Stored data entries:
——

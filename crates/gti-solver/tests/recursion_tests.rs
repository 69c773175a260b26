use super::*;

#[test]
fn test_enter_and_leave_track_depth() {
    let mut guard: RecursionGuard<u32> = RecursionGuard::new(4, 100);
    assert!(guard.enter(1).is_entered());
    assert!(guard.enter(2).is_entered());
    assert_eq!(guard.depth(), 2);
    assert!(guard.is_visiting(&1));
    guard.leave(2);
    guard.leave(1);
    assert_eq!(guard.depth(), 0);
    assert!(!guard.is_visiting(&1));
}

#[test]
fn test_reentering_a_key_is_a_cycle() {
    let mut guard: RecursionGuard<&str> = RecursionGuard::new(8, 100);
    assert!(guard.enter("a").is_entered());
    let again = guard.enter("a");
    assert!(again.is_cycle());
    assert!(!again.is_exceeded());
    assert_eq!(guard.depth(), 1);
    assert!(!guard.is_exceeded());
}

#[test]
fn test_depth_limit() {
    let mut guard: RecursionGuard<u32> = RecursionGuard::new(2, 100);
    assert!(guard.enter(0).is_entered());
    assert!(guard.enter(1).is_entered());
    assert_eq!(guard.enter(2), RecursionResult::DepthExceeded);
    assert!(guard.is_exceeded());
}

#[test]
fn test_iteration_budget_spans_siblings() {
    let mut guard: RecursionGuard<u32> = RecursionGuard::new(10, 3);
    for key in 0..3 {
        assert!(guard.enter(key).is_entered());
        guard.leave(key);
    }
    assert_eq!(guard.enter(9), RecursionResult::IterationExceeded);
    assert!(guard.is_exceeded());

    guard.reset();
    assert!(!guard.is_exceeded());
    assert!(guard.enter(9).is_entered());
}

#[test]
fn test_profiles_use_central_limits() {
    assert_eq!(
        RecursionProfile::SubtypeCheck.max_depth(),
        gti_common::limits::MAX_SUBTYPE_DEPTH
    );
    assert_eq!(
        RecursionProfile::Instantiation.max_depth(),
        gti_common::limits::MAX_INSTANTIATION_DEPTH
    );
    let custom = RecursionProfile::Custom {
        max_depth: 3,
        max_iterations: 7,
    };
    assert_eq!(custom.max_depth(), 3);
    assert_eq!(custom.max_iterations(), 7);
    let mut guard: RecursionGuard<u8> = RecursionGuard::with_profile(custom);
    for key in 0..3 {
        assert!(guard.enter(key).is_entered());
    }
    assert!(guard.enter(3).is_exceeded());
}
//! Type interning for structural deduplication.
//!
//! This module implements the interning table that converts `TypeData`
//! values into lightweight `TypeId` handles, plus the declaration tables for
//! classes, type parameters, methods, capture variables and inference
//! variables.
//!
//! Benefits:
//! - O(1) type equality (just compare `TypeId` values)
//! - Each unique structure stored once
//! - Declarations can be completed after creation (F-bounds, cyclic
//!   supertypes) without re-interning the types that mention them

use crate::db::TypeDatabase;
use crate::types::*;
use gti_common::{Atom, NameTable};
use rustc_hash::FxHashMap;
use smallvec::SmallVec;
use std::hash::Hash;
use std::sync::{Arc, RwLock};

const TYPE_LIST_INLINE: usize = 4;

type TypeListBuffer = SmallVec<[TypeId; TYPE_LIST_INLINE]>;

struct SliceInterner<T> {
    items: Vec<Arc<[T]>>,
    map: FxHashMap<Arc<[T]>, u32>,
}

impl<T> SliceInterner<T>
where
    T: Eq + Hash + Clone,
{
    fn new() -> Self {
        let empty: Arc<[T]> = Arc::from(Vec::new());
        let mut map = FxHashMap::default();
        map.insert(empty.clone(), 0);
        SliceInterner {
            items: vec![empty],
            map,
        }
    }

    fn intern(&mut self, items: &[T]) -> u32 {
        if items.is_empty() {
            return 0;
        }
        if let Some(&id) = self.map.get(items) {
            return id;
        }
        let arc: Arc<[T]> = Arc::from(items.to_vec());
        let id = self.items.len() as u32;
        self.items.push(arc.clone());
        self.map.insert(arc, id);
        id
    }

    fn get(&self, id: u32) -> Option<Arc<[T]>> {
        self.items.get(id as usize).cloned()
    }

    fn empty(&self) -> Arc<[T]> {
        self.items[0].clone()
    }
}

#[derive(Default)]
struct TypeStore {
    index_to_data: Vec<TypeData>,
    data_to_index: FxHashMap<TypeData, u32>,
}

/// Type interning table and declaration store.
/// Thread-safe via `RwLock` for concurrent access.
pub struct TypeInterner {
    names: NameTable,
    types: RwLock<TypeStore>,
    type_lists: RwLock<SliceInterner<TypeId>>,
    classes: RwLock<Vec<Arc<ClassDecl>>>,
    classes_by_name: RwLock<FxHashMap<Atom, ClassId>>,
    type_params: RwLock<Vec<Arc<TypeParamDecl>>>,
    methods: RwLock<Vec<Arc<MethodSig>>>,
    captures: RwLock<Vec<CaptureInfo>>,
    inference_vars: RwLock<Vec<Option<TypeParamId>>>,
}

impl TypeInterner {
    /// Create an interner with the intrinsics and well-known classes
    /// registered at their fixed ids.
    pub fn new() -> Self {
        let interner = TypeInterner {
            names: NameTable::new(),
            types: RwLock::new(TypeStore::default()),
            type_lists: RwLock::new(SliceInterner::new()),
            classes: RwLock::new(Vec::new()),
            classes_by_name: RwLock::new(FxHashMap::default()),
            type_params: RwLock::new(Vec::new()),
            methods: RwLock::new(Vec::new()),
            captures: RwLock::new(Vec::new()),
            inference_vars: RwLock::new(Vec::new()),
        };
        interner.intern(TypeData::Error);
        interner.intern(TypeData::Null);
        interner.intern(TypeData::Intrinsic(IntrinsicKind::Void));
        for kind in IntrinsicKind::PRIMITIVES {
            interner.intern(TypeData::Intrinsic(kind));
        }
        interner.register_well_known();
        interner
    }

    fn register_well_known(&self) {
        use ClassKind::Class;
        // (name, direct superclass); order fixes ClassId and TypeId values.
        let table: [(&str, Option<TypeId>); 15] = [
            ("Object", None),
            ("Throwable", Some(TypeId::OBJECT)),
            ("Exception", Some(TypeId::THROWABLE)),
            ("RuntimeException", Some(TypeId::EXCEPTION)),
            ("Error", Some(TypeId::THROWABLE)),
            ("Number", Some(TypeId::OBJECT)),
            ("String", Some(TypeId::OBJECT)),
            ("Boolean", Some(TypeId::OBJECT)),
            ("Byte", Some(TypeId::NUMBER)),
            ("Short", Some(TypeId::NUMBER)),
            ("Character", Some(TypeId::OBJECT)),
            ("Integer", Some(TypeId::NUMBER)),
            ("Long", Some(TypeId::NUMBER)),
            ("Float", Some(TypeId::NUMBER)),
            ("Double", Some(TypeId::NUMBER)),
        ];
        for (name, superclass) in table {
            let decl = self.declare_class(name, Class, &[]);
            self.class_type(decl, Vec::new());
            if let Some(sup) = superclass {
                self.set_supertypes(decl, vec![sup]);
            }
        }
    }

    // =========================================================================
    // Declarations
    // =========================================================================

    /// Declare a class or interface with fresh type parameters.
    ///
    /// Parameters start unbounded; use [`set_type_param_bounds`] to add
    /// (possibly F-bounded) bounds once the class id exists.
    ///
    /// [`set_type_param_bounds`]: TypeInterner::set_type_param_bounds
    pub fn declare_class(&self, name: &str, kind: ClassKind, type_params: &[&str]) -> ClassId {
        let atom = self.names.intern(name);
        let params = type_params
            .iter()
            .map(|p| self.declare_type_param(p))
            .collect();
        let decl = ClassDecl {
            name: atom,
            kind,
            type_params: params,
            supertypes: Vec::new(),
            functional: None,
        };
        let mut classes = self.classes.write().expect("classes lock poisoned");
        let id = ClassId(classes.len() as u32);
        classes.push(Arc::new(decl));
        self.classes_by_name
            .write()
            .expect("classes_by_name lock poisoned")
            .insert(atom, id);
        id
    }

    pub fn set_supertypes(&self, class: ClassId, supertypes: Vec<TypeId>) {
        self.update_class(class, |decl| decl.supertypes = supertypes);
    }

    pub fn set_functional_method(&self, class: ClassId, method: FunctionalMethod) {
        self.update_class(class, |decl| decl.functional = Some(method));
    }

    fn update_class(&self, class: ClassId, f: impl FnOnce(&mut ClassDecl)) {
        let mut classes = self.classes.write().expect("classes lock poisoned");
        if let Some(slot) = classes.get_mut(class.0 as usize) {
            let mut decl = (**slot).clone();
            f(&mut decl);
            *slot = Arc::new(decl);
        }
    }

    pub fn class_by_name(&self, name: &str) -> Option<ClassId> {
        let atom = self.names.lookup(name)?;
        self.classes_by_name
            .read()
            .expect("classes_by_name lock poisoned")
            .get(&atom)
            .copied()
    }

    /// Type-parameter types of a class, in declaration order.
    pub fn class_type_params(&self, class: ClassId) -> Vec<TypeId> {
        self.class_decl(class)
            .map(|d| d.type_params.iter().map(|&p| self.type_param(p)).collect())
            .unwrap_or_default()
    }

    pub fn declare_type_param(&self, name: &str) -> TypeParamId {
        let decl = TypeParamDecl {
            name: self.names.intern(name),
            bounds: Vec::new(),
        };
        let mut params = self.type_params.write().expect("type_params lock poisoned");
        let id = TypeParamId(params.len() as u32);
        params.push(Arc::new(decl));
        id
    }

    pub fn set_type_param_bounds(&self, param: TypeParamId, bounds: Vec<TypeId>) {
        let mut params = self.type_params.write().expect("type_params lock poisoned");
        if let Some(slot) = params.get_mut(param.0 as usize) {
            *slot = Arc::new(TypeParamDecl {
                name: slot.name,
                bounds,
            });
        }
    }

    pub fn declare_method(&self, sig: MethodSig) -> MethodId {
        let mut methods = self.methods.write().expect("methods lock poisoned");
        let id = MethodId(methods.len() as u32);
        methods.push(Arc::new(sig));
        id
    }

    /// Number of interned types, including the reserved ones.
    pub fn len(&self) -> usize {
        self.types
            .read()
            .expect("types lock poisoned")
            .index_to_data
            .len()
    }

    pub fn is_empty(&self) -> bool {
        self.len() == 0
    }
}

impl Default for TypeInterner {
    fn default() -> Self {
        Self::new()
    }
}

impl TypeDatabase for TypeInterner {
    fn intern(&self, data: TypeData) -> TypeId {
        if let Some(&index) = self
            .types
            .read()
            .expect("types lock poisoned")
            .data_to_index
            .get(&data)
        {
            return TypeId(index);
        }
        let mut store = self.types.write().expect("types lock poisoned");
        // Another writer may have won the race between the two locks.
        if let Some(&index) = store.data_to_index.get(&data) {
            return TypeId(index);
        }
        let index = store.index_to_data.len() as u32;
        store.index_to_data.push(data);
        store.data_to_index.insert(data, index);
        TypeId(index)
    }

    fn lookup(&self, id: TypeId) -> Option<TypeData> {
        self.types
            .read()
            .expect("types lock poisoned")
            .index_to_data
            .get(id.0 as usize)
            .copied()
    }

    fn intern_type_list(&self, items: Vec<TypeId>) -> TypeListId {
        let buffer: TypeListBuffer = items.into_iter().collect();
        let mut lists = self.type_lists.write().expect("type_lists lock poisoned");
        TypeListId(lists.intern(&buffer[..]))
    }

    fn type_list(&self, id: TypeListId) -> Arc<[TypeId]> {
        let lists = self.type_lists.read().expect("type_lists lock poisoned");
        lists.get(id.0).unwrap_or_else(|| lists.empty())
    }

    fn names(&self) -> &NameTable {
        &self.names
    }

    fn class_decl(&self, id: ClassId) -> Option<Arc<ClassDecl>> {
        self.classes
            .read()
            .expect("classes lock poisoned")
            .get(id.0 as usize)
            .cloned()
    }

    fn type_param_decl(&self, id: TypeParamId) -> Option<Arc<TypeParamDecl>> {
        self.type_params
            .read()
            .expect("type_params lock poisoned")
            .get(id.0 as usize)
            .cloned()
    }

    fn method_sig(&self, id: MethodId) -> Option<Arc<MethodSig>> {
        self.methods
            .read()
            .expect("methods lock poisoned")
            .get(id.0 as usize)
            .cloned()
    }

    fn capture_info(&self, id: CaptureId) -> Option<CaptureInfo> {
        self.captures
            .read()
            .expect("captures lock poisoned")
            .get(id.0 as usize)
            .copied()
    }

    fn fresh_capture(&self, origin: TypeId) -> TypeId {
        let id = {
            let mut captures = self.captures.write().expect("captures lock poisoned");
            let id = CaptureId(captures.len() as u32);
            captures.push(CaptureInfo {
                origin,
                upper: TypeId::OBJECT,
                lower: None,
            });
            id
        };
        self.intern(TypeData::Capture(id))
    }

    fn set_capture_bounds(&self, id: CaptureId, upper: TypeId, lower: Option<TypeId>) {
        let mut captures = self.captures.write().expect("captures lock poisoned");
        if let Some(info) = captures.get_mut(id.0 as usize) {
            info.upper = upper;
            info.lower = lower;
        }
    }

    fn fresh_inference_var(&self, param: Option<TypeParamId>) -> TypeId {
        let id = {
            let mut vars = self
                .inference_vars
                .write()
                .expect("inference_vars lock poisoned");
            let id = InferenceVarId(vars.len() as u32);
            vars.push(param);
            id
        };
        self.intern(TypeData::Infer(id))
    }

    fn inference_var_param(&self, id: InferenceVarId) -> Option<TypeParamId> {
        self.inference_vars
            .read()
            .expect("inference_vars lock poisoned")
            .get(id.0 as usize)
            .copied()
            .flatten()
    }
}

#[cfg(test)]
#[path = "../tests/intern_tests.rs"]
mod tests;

——

How many of the lines above include the word "RecursionResult"? Give that number without comment.

2